== Exercise ==
Looking through the data, please report how many lines contain the string "runtime", giving nothing but the number.

************

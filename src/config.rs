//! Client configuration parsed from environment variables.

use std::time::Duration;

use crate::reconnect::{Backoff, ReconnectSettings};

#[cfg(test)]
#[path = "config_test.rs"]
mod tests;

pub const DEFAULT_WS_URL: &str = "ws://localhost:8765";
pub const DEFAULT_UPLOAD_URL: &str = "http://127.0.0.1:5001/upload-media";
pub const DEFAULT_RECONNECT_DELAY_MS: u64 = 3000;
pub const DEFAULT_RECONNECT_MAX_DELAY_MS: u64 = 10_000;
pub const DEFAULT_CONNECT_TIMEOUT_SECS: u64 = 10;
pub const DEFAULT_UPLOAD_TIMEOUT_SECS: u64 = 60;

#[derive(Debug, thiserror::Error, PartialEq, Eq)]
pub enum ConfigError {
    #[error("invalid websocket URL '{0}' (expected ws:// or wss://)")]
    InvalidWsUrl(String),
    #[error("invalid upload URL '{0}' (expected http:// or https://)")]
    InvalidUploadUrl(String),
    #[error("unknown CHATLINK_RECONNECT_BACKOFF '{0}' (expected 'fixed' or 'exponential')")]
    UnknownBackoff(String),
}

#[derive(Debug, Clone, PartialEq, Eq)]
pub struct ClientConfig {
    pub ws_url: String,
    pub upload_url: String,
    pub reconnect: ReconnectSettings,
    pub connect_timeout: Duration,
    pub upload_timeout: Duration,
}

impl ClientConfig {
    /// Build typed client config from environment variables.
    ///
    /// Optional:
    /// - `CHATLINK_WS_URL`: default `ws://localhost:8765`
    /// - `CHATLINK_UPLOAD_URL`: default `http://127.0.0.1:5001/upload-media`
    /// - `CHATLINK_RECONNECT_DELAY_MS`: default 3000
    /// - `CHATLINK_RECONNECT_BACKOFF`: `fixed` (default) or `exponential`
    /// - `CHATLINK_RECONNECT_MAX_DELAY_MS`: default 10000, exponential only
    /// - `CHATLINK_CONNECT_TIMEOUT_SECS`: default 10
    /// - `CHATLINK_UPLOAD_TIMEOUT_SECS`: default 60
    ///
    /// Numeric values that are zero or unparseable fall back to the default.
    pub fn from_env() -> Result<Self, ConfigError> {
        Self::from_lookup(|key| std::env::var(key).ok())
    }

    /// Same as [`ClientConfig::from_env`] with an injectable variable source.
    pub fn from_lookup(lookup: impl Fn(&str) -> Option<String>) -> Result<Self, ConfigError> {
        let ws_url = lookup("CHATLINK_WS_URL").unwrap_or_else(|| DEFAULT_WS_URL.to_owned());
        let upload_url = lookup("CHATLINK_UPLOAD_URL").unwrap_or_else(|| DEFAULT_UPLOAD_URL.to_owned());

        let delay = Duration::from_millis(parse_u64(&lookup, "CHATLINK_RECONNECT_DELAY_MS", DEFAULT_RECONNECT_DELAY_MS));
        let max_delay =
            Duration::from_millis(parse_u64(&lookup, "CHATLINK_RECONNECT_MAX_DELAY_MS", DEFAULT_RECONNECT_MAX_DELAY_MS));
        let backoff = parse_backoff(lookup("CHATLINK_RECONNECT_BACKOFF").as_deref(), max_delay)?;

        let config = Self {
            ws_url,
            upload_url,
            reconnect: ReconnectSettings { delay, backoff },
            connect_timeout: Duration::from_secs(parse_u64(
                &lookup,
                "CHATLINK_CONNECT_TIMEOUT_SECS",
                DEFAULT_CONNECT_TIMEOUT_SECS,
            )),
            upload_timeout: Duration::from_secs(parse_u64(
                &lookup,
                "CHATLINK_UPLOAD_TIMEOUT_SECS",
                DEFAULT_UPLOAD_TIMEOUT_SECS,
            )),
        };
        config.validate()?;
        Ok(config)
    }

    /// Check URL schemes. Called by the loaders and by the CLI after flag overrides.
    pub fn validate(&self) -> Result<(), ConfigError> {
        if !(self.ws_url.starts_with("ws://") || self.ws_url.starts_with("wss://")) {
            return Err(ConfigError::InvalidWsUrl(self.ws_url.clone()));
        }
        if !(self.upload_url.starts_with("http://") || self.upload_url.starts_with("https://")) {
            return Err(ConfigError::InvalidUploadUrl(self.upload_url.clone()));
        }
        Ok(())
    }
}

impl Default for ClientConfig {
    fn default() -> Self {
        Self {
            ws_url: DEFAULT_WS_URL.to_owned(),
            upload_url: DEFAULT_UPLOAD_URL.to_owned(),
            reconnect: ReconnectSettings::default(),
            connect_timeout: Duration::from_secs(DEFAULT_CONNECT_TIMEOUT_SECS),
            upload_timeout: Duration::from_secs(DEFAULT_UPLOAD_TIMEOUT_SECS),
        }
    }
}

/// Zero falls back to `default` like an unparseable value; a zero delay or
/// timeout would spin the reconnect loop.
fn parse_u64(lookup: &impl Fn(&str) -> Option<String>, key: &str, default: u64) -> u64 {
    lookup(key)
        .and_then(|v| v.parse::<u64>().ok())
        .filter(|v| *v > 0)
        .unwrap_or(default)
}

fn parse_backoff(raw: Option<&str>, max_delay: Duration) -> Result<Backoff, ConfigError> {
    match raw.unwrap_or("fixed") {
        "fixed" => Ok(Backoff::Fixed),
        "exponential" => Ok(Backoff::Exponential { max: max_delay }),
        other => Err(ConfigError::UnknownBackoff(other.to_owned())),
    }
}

************

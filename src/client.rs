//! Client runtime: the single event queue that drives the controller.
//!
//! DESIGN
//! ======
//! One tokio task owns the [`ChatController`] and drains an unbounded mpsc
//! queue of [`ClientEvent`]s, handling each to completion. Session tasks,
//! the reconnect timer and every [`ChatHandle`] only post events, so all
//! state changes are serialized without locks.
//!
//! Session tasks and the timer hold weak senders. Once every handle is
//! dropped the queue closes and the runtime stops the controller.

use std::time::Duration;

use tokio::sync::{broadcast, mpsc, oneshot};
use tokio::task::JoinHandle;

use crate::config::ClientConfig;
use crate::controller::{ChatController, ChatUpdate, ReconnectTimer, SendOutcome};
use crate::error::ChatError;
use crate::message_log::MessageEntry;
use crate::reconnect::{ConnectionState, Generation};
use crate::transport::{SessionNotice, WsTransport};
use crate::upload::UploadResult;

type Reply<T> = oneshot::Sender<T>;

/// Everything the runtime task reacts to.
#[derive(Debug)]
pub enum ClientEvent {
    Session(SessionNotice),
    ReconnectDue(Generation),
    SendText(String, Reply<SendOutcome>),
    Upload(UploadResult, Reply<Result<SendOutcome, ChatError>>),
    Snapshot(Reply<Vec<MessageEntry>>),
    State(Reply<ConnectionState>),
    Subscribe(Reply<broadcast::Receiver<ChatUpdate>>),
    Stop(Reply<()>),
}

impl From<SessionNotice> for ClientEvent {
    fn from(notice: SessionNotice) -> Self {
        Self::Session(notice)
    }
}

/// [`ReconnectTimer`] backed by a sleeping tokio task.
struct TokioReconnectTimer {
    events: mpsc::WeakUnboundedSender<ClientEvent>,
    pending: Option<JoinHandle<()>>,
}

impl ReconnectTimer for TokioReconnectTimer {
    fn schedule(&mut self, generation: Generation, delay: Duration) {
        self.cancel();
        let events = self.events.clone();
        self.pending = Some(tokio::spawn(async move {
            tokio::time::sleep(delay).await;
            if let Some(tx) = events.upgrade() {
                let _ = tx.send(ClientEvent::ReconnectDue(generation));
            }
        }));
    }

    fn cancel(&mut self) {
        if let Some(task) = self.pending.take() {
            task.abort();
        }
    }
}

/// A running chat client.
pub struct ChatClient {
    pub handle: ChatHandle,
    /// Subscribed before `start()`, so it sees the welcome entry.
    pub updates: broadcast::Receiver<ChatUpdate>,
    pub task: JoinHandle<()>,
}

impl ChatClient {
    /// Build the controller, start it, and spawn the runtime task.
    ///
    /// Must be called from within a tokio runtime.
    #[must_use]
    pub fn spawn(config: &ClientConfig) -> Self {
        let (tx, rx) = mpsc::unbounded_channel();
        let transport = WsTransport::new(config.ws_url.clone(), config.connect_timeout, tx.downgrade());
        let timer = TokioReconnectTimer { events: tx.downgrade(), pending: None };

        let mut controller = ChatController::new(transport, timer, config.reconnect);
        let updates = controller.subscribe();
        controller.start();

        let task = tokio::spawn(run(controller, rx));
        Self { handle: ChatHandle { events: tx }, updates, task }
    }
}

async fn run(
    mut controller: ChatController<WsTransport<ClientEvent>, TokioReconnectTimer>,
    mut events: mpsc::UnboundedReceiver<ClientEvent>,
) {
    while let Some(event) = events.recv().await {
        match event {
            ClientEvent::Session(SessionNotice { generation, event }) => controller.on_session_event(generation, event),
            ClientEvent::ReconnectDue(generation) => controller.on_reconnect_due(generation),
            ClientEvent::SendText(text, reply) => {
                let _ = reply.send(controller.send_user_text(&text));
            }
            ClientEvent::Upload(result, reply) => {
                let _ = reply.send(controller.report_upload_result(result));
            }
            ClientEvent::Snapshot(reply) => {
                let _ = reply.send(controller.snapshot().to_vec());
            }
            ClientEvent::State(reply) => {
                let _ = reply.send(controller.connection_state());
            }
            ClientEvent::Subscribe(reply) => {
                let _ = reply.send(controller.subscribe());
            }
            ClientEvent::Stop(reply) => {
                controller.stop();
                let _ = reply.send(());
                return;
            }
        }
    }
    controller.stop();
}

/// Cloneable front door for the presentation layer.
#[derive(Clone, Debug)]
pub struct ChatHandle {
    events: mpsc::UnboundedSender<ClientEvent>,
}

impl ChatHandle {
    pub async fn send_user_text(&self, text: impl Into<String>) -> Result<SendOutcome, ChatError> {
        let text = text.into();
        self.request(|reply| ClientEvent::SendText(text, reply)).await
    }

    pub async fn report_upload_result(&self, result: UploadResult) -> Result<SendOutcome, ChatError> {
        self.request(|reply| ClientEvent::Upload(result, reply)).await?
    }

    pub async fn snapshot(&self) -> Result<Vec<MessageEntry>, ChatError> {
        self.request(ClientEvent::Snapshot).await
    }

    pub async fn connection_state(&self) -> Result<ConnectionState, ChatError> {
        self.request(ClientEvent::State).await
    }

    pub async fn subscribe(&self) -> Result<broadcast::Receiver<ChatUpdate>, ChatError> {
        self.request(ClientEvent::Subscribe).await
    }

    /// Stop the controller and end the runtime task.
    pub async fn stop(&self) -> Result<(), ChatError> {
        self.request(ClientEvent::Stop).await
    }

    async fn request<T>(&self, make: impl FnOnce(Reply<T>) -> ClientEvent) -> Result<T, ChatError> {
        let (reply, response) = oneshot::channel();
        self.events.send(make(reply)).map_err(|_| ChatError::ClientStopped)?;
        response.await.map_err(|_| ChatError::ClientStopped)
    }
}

************

== Result of the exercise ==
6